:: WHAT TO WORK ON ::
This task calls for copying every line of the records that includes the word "ApiResponse".

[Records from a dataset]
========================================================================

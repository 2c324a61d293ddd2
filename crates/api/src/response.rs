//! API response types.

use axum::{
    Json,
    http::StatusCode,
    response::{IntoResponse, Response},
};
use fixit_common::{AppError, AppResult};
use fixit_core::services::Page;
use serde::Serialize;
use serde_json::{Map, Value};

/// Message envelope used by mutations: `{ "message": ..., "<key>": ... }`.
#[derive(Debug)]
pub struct ApiResponse {
    status: StatusCode,
    body: Map<String, Value>,
}

impl ApiResponse {
    /// `200` with a message.
    pub fn ok(message: &str) -> Self {
        Self::with_status(StatusCode::OK, message)
    }

    /// `201` with a message.
    pub fn created(message: &str) -> Self {
        Self::with_status(StatusCode::CREATED, message)
    }

    fn with_status(status: StatusCode, message: &str) -> Self {
        let mut body = Map::new();
        body.insert("message".to_string(), Value::String(message.to_string()));
        Self { status, body }
    }

    /// Add a field next to the message.
    pub fn with(mut self, key: &str, value: impl Serialize) -> AppResult<Self> {
        self.body.insert(key.to_string(), to_value(value)?);
        Ok(self)
    }
}

impl IntoResponse for ApiResponse {
    fn into_response(self) -> Response {
        (self.status, Json(Value::Object(self.body))).into_response()
    }
}

/// Listing envelope: `{ "<key>": [...], "totalPages", "currentPage", "total" }`.
pub fn paged<T: Serialize>(key: &str, page: Page<T>) -> AppResult<Json<Value>> {
    let mut body = match to_value(&page)? {
        Value::Object(map) => map,
        _ => Map::new(),
    };
    body.insert(key.to_string(), to_value(page.items)?);
    Ok(Json(Value::Object(body)))
}

fn to_value(value: impl Serialize) -> AppResult<Value> {
    serde_json::to_value(value)
        .map_err(|e| AppError::Internal(format!("Failed to serialize response: {e}")))
}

========================================================================

:: ANSWER TO THE EXERCISE ::
pub struct ApiResponse {
impl ApiResponse {
impl IntoResponse for ApiResponse {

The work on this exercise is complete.